Im going to email the Rep from BMW because if this is true that might be the most insane thing I heard of a company doing.... Right behind nissan with voiding the warranty for using a launch control that comes with the GTR on the first year R35


----------



## KarlB (Nov 21, 2004)

please let me know what you get back, as this is how I have understood it to be since 2010 when the bike was released, it was supposed to be this way due to the fact that the owner could really screw things up with the adjustability of the ECU this kit provides, far beyond what you can adjust with a PCV


----------



## maddrama (Nov 13, 2012)

you were correct, This is the email I received from Eric Glazer, NA rep for BMW

"When you buy the full track exhaust including the programming code your bike will be put into a manual warranty authorization status.

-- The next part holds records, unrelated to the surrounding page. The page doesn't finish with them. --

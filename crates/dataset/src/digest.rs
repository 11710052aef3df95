//! Digest classification.
//!
//! The algorithm of a digest is decided purely by its length: 32 characters
//! is MD5, 40 is SHA-1 and 64 is SHA-256. No character-set validation is
//! performed; a 32 character string of non-hex characters is still an "MD5"
//! that simply won't be found in the dataset.

use exn::OptionExt;
use std::fmt::{Display, Formatter, Result as FmtResult};
use std::str::FromStr;

use crate::error::{Error, ErrorKind, Result};

/// Hash algorithms present in the reference dataset.
#[derive(Debug, Clone, Copy, PartialEq, Eq, Hash)]
pub enum Algorithm {
    Md5,
    Sha1,
    Sha256,
}
impl Algorithm {
    pub const ALL: [Algorithm; 3] = [Algorithm::Md5, Algorithm::Sha1, Algorithm::Sha256];

    /// Number of characters in a hex-encoded digest of this algorithm.
    pub fn hex_len(&self) -> usize {
        match self {
            Algorithm::Md5 => 32,
            Algorithm::Sha1 => 40,
            Algorithm::Sha256 => 64,
        }
    }

    /// Logical column name holding digests of this algorithm.
    pub fn as_str(&self) -> &'static str {
        match self {
            Algorithm::Md5 => "md5",
            Algorithm::Sha1 => "sha1",
            Algorithm::Sha256 => "sha256",
        }
    }
}
impl Display for Algorithm {
    fn fmt(&self, f: &mut Formatter<'_>) -> FmtResult {
        write!(f, "{}", self.as_str())
    }
}

/// Figure out which algorithm produced the given digest.
pub fn classify(digest: &str) -> Result<Algorithm> {
    let length = digest.chars().count();
    Algorithm::ALL
        .into_iter()
        .find(|algorithm| algorithm.hex_len() == length)
        .ok_or_raise(|| ErrorKind::InvalidDigestFormat(digest.to_string()))
}

/// A classified digest, canonicalized to uppercase for comparison against
/// the dataset.
#[derive(Debug, Clone, PartialEq, Eq, Hash)]
pub struct Digest {
    algorithm: Algorithm,
    value: String,
}
impl Digest {
    pub fn algorithm(&self) -> Algorithm {
        self.algorithm
    }

    /// The canonical (uppercase) digest value.
    pub fn as_str(&self) -> &str {
        &self.value
    }
}
impl FromStr for Digest {
    type Err = Error;
    fn from_str(s: &str) -> std::result::Result<Self, Self::Err> {
        Ok(Self {
            algorithm: classify(s)?,
            value: s.to_uppercase(),
        })
    }
}
impl Display for Digest {
    fn fmt(&self, f: &mut Formatter<'_>) -> FmtResult {
        write!(f, "{}", self.value)
    }
}
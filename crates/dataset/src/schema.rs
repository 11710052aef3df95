//! Schema binding.
//!
//! The reference dataset is built elsewhere, so its physical layout is
//! discovered rather than declared: [`Schema::bind`] reads `sqlite_master`
//! and `pragma_table_info` once per connection pool, resolves each logical
//! entity (and every column the lookups need) case-insensitively, and
//! renders the lookup SQL from those descriptors. Nothing else in the crate
//! refers to a physical table or column name.

use exn::ResultExt;
use sqlx::SqliteConnection;
use std::collections::HashMap;
use std::fmt::{Display, Formatter, Result as FmtResult};
use tracing::{debug, instrument};

use crate::digest::Algorithm;
use crate::error::{ErrorKind, Result};

/// A physical identifier discovered in the dataset, rendered quoted.
#[derive(Debug, Clone, PartialEq, Eq)]
pub struct Ident(String);
impl Ident {
    pub fn as_str(&self) -> &str {
        &self.0
    }
}
impl Display for Ident {
    fn fmt(&self, f: &mut Formatter<'_>) -> FmtResult {
        write!(f, "\"{}\"", self.0.replace('"', "\"\""))
    }
}

/// Columns of a single table or view, keyed by lowercased name.
struct Discovered {
    table: Ident,
    columns: HashMap<String, Ident>,
}
impl Discovered {
    fn column(&self, logical: &str) -> Result<Ident> {
        match self.columns.get(&logical.to_ascii_lowercase()) {
            Some(column) => Ok(column.clone()),
            None => exn::bail!(ErrorKind::Schema(format!(
                "{} has no column '{logical}'",
                self.table.as_str()
            ))),
        }
    }
}

#[derive(Debug, Clone)]
pub struct FileEntity {
    pub table: Ident,
    pub sha256: Ident,
    pub sha1: Ident,
    pub md5: Ident,
    pub file_name: Ident,
    pub file_size: Ident,
    pub package_id: Ident,
}
impl FileEntity {
    pub fn digest(&self, algorithm: Algorithm) -> &Ident {
        match algorithm {
            Algorithm::Md5 => &self.md5,
            Algorithm::Sha1 => &self.sha1,
            Algorithm::Sha256 => &self.sha256,
        }
    }
}

#[derive(Debug, Clone)]
pub struct DistinctHashEntity {
    pub table: Ident,
    pub sha256: Ident,
    pub sha1: Ident,
    pub md5: Ident,
}
impl DistinctHashEntity {
    pub fn digest(&self, algorithm: Algorithm) -> &Ident {
        match algorithm {
            Algorithm::Md5 => &self.md5,
            Algorithm::Sha1 => &self.sha1,
            Algorithm::Sha256 => &self.sha256,
        }
    }
}

#[derive(Debug, Clone)]
pub struct PackageEntity {
    pub table: Ident,
    pub package_id: Ident,
    pub name: Ident,
    pub version: Ident,
    pub language: Ident,
    pub application_type: Ident,
    pub operating_system_id: Ident,
    pub manufacturer_id: Ident,
}

#[derive(Debug, Clone)]
pub struct OperatingSystemEntity {
    pub table: Ident,
    pub operating_system_id: Ident,
    pub name: Ident,
    pub version: Ident,
    pub manufacturer_id: Ident,
}

#[derive(Debug, Clone)]
pub struct ManufacturerEntity {
    pub table: Ident,
    pub manufacturer_id: Ident,
    pub name: Ident,
}

/// Lookup SQL rendered once per algorithm at bind time.
#[derive(Debug, Clone)]
struct Queries {
    existence: [String; 3],
    details: [String; 3],
}

/// The bound entity layout of the mounted dataset.
#[derive(Debug, Clone)]
pub struct Schema {
    pub file: FileEntity,
    pub distinct_hash: DistinctHashEntity,
    pub package: PackageEntity,
    pub operating_system: OperatingSystemEntity,
    pub manufacturer: ManufacturerEntity,
    queries: Queries,
}

fn slot(algorithm: Algorithm) -> usize {
    match algorithm {
        Algorithm::Md5 => 0,
        Algorithm::Sha1 => 1,
        Algorithm::Sha256 => 2,
    }
}

impl Schema {
    pub const FILE: &'static str = "FILE";
    pub const PACKAGE: &'static str = "PKG";
    pub const OPERATING_SYSTEM: &'static str = "OS";
    pub const MANUFACTURER: &'static str = "MFG";
    pub const DISTINCT_HASH: &'static str = "DISTINCT_HASH";

    /// Discover the entity layout of the dataset behind `conn`.
    ///
    /// Fails with [`ErrorKind::Schema`] if any entity, or any column a lookup
    /// depends on, cannot be found. Tables, views and columns that aren't
    /// needed (e.g. NSRL's `VERSION` table) are ignored.
    #[instrument("binding dataset schema", skip_all)]
    pub(crate) async fn bind(conn: &mut SqliteConnection) -> Result<Self> {
        let objects: Vec<String> = sqlx::query_scalar("SELECT name FROM sqlite_master WHERE type IN ('table', 'view')")
            .fetch_all(&mut *conn)
            .await
            .or_raise(|| ErrorKind::Database)?;
        let objects: HashMap<String, String> =
            objects.into_iter().map(|name| (name.to_ascii_lowercase(), name)).collect();

        let file = Self::discover(conn, &objects, Self::FILE).await?;
        let distinct = Self::discover(conn, &objects, Self::DISTINCT_HASH).await?;
        let package = Self::discover(conn, &objects, Self::PACKAGE).await?;
        let os = Self::discover(conn, &objects, Self::OPERATING_SYSTEM).await?;
        let manufacturer = Self::discover(conn, &objects, Self::MANUFACTURER).await?;

        let file = FileEntity {
            sha256: file.column("sha256")?,
            sha1: file.column("sha1")?,
            md5: file.column("md5")?,
            file_name: file.column("file_name")?,
            file_size: file.column("file_size")?,
            package_id: file.column("package_id")?,
            table: file.table,
        };
        let distinct_hash = DistinctHashEntity {
            sha256: distinct.column("sha256")?,
            sha1: distinct.column("sha1")?,
            md5: distinct.column("md5")?,
            table: distinct.table,
        };
        let package = PackageEntity {
            package_id: package.column("package_id")?,
            name: package.column("name")?,
            version: package.column("version")?,
            language: package.column("language")?,
            application_type: package.column("application_type")?,
            operating_system_id: package.column("operating_system_id")?,
            manufacturer_id: package.column("manufacturer_id")?,
            table: package.table,
        };
        let operating_system = OperatingSystemEntity {
            operating_system_id: os.column("operating_system_id")?,
            name: os.column("name")?,
            version: os.column("version")?,
            manufacturer_id: os.column("manufacturer_id")?,
            table: os.table,
        };
        let manufacturer = ManufacturerEntity {
            manufacturer_id: manufacturer.column("manufacturer_id")?,
            name: manufacturer.column("name")?,
            table: manufacturer.table,
        };

        let mut schema = Self {
            file,
            distinct_hash,
            package,
            operating_system,
            manufacturer,
            queries: Queries {
                existence: Default::default(),
                details: Default::default(),
            },
        };
        for algorithm in Algorithm::ALL {
            schema.queries.existence[slot(algorithm)] = schema.render_existence(algorithm);
            schema.queries.details[slot(algorithm)] = schema.render_details(algorithm);
        }
        debug!(
            file = schema.file.table.as_str(),
            distinct_hash = schema.distinct_hash.table.as_str(),
            package = schema.package.table.as_str(),
            operating_system = schema.operating_system.table.as_str(),
            manufacturer = schema.manufacturer.table.as_str(),
            "dataset schema bound"
        );
        Ok(schema)
    }

    async fn discover(
        conn: &mut SqliteConnection,
        objects: &HashMap<String, String>,
        logical: &'static str,
    ) -> Result<Discovered> {
        let Some(name) = objects.get(&logical.to_ascii_lowercase()) else {
            exn::bail!(ErrorKind::Schema(format!("missing table or view '{logical}'")));
        };
        let columns: Vec<String> = sqlx::query_scalar("SELECT name FROM pragma_table_info(?1)")
            .bind(name)
            .fetch_all(&mut *conn)
            .await
            .or_raise(|| ErrorKind::Database)?;
        Ok(Discovered {
            table: Ident(name.clone()),
            columns: columns.into_iter().map(|c| (c.to_ascii_lowercase(), Ident(c))).collect(),
        })
    }

    /// SQL selecting the distinct hash triple matching a single digest.
    ///
    /// At most two rows are returned: one is expected, a second only tells
    /// the repository that the dataset holds duplicates.
    pub fn existence_sql(&self, algorithm: Algorithm) -> &str {
        &self.queries.existence[slot(algorithm)]
    }

    /// SQL selecting every file row (and its optional provenance) matching a
    /// single digest.
    pub fn details_sql(&self, algorithm: Algorithm) -> &str {
        &self.queries.details[slot(algorithm)]
    }

    fn render_existence(&self, algorithm: Algorithm) -> String {
        let d = &self.distinct_hash;
        format!(
            "SELECT {sha256} AS sha256, {sha1} AS sha1, {md5} AS md5 FROM {table} WHERE {column} = ?1 LIMIT 2",
            sha256 = d.sha256,
            sha1 = d.sha1,
            md5 = d.md5,
            table = d.table,
            column = d.digest(algorithm),
        )
    }

    fn render_details(&self, algorithm: Algorithm) -> String {
        let (f, p, o, m) = (&self.file, &self.package, &self.operating_system, &self.manufacturer);
        // Every relationship is optional, hence LEFT JOIN all the way down.
        // The ORDER BY keeps row order (and therefore summaries) reproducible.
        format!(
            r#"
                SELECT
                    f.{f_sha256} AS sha256,
                    f.{f_sha1} AS sha1,
                    f.{f_md5} AS md5,
                    f.{f_name} AS file_name,
                    f.{f_size} AS file_size,
                    p.{p_id} AS package_id,
                    p.{p_name} AS package_name,
                    p.{p_version} AS package_version,
                    p.{p_language} AS package_language,
                    p.{p_type} AS package_application_type,
                    pm.{m_id} AS package_manufacturer_id,
                    pm.{m_name} AS package_manufacturer_name,
                    o.{o_id} AS os_id,
                    o.{o_name} AS os_name,
                    o.{o_version} AS os_version,
                    om.{m_id} AS os_manufacturer_id,
                    om.{m_name} AS os_manufacturer_name
                FROM {f_table} AS f
                LEFT JOIN {p_table} AS p ON p.{p_id} = f.{f_package}
                LEFT JOIN {m_table} AS pm ON pm.{m_id} = p.{p_manufacturer}
                LEFT JOIN {o_table} AS o ON o.{o_id} = p.{p_os}
                LEFT JOIN {m_table} AS om ON om.{m_id} = o.{o_manufacturer}
                WHERE f.{f_digest} = ?1
                ORDER BY f.{f_package}, f.{f_name}, f.{f_size}
            "#,
            f_sha256 = f.sha256,
            f_sha1 = f.sha1,
            f_md5 = f.md5,
            f_name = f.file_name,
            f_size = f.file_size,
            f_package = f.package_id,
            f_digest = f.digest(algorithm),
            f_table = f.table,
            p_id = p.package_id,
            p_name = p.name,
            p_version = p.version,
            p_language = p.language,
            p_type = p.application_type,
            p_manufacturer = p.manufacturer_id,
            p_os = p.operating_system_id,
            p_table = p.table,
            o_id = o.operating_system_id,
            o_name = o.name,
            o_version = o.version,
            o_manufacturer = o.manufacturer_id,
            o_table = o.table,
            m_id = m.manufacturer_id,
            m_name = m.name,
            m_table = m.table,
        )
    }
}
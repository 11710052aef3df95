//! Database connection and pool management.

use exn::ResultExt;
use sqlx::SqliteConnection;
use sqlx::pool::PoolConnectionMetadata;
use sqlx::sqlite::{SqliteConnectOptions, SqlitePool, SqlitePoolOptions};
use std::path::Path;
use std::sync::Arc;
use tracing::instrument;

use crate::error::{ErrorKind, Result};
use crate::schema::Schema;

// Lookups are short, read-only and independent of each other.
pub const MAX_CONNECTIONS: u32 = 5;

/// Read-only connection pool for the reference dataset.
///
/// This is the main entry point for interacting with the dataset. The schema
/// is discovered (bound) exactly once while connecting, and the resulting
/// [`Schema`] is shared by every repository created from this handle.
#[derive(Debug, Clone)]
pub struct Database {
    pool: SqlitePool,
    schema: Arc<Schema>,
}

impl Database {
    async fn new(options: SqliteConnectOptions, max: u32) -> Result<Self> {
        let pool = SqlitePoolOptions::new()
            // This is IMPORTANT to apply the query-based PRAGMAs to EVERY
            // connection (set by max connections) instead of only the
            // first connection returned by the pool.
            .after_connect(|conn, meta| Box::pin(async move { Self::apply_pragmas(conn, meta).await }))
            .max_connections(max.max(1))
            .connect_with(options)
            .await
            .or_raise(|| ErrorKind::Database)?;
        let schema = {
            let mut conn = pool.acquire().await.or_raise(|| ErrorKind::Database)?;
            Schema::bind(&mut *conn).await?
        };
        Ok(Self { pool, schema: Arc::new(schema) })
    }

    /// Connect to the reference dataset at the given path.
    ///
    /// The file is opened read-only and is never created; a missing dataset
    /// is a [`ErrorKind::Database`] error. Binding the schema happens before
    /// this returns, so a successful connection is ready to serve lookups.
    #[instrument(skip_all, fields(path = %path.as_ref().display()))]
    pub async fn connect(path: impl AsRef<Path>, max_connections: Option<u32>) -> Result<Self> {
        let options = Self::base_options().filename(path.as_ref());
        Self::new(options, max_connections.unwrap_or(MAX_CONNECTIONS)).await
    }

    /// Base connection options for the (immutable) dataset.
    fn base_options() -> SqliteConnectOptions {
        SqliteConnectOptions::new()
            .read_only(true)
            .create_if_missing(false)
            // Nothing ever writes, so there is no lock to wait for in
            // practice; keep a short timeout in case an external build is
            // still finishing with the file.
            .busy_timeout(std::time::Duration::from_millis(1500))
    }

    /// Apply additional PRAGMA settings that aren't exposed via SqliteConnectOptions.
    async fn apply_pragmas(conn: &mut SqliteConnection, _meta: PoolConnectionMetadata) -> sqlx::Result<()> {
        sqlx::query(
            r#"
                PRAGMA query_only = ON;
                PRAGMA cache_size = -8192;
                PRAGMA temp_store = MEMORY;
                PRAGMA mmap_size = 33554432;
            "#,
        )
        .execute(conn)
        .await?;
        Ok(())
    }

    /// Get a reference to the underlying connection pool.
    pub fn pool(&self) -> &SqlitePool {
        &self.pool
    }

    /// The entity layout discovered when connecting.
    pub fn schema(&self) -> &Arc<Schema> {
        &self.schema
    }

    /// Close the database connection pool.
    ///
    /// This waits for all connections to be returned to the pool and then
    /// closes them. After calling this, the Database instance should not
    /// be used.
    pub async fn close(&self) {
        self.pool.close().await;
    }
}

#[cfg(test)]
mod tests {
    use super::*;
    use crate::fixtures::Dataset;

    #[tokio::test]
    async fn test_connect() {
        let dataset = Dataset::sample().await;
        let db = Database::connect(dataset.path(), None).await.unwrap();
        assert!(!db.pool().is_closed());
        db.close().await;
        assert!(db.pool().is_closed());
    }

    #[tokio::test]
    async fn test_missing_dataset_is_not_created() {
        let dir = tempfile::tempdir().unwrap();
        let path = dir.path().join("missing.db");
        let err = Database::connect(&path, None).await.unwrap_err();
        assert_eq!(*err, ErrorKind::Database);
        assert!(!path.exists());
    }

    #[tokio::test]
    async fn test_connection_is_read_only() {
        let dataset = Dataset::sample().await;
        let db = Database::connect(dataset.path(), Some(1)).await.unwrap();
        let result = sqlx::query("DELETE FROM MFG").execute(db.pool()).await;
        assert!(result.is_err());
        let row: (i64,) = sqlx::query_as("PRAGMA query_only").fetch_one(db.pool()).await.unwrap();
        assert_eq!(row.0, 1, "query_only should be ON");
        db.close().await;
    }
}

If a turn signal fails no big deal. If there is an engine failure there could be a problem. The exhaust carries no warranty."

Problem? after spending over 30K I should have no problems.... Im actually going to have start a thread about this because this makes ZERO sense to me.... ok so if thats the case put a manual warranty on it if you use the calibration tool. not just for purchasing an exhaust, ECU, and a code that BMW programs themselves. Thats Bullshyt


----------